The bottom line is that, at least to me and everybody else who has tried my system, latency of the 3D video is either not noticeable, or not a problem. Even when waving my hands directly in front of my face, they feel completely like my hands, and whatever latency is there does not lead to a disconnect. Based on several other observations we have made, such as the thing about swiveling in a chair I point out in the video, make me believe that 3D video, fuzziness and artifacts and all, creates a strong sense of presence in one’s own body.
A little more information about the capture site: It’s run by a single Linux computer (Intel Core i7 @ 3.5 GHz, 8 GB RAM, Nvidia Geforce GTX 770), which receives raw depth and color image streams from three Kinects-for-Xbox, is connected to an external tracking server for head position and wand position and orientation, and drives an Oculus Rift and a secondary monoscopic view from the same viewpoint (exactly the view shown in the video) on the desktop display.

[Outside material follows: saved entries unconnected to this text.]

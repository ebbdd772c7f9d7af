pub mod data_dir;
pub mod file;
pub mod prices;
pub mod stdin;
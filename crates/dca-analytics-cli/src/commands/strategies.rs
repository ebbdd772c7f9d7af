use clap::Args;
use rust_decimal::prelude::ToPrimitive;
use rust_decimal::Decimal;
use serde_json::Value;

use dca_analytics_core::assumptions::DEFAULT_BENCHMARK;
use dca_analytics_core::pipeline;

use super::simulate::{single_series, PriceArgs};

/// Arguments for the lump sum vs. DCA comparison
#[derive(Args)]
pub struct StrategiesArgs {
    #[command(flatten)]
    pub source: PriceArgs,

    /// Instrument to load from --data-dir
    #[arg(long, default_value = DEFAULT_BENCHMARK)]
    pub instrument: String,

    /// Total capital deployed by every strategy
    #[arg(long)]
    pub capital: Decimal,
}

pub fn run_strategies(args: StrategiesArgs) -> Result<Value, Box<dyn std::error::Error>> {
    let capital = args
        .capital
        .to_f64()
        .ok_or_else(|| format!("capital {} is out of range", args.capital))?;
    let prices = single_series(&args.source, &args.instrument)?;
    let output = pipeline::run_strategy_comparison(&prices, capital)?;
    Ok(serde_json::to_value(output)?)
}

To provide some (limited) freedom of movement to the user, the Rift is connected to the computer via extra long cables: a 15′ HDMI cable, an 11′ USB cable, and a 12′ power cord (I cut the Rift’s original cord in two and spliced in a 6′ extension). The user wears the Rift’s control box on a belt, and the long cables to the main computer are tied together via a spiral cable tunnel. That setup works quite well, but, as evident at 4:55 in the video, one better is careful not to yank the cable, or it might knock a Kinect out of alignment. Oops. 🙂 Fortunately, with the new calibration procedure, fixing that only takes a few minutes.
Update: Caving in to overwhelming public demand — well, some guy asked for it on reddit — I uploaded an Oculus Rift-formatted version of the above video to my YouTube channel. It’s exactly the same video, but if you already own an Oculus Rift dev kit version 1, you can watch the video in full 3D by dragging the playback window to the display feeding your Rift, and — this is very important! — full-screening it in 1280×800 resolution (1280×800, not 1280×720 or 1920×1080). Since I move my head a lot, and your view will be hard-locked to mine no matter how you move your head, the video might make you dizzy, so be careful. There are more detailed instructions and warning labels in the video description on YouTube:
Perhaps you could add something that tracks the cables and pops a warning to let you know before you do anything bad to them?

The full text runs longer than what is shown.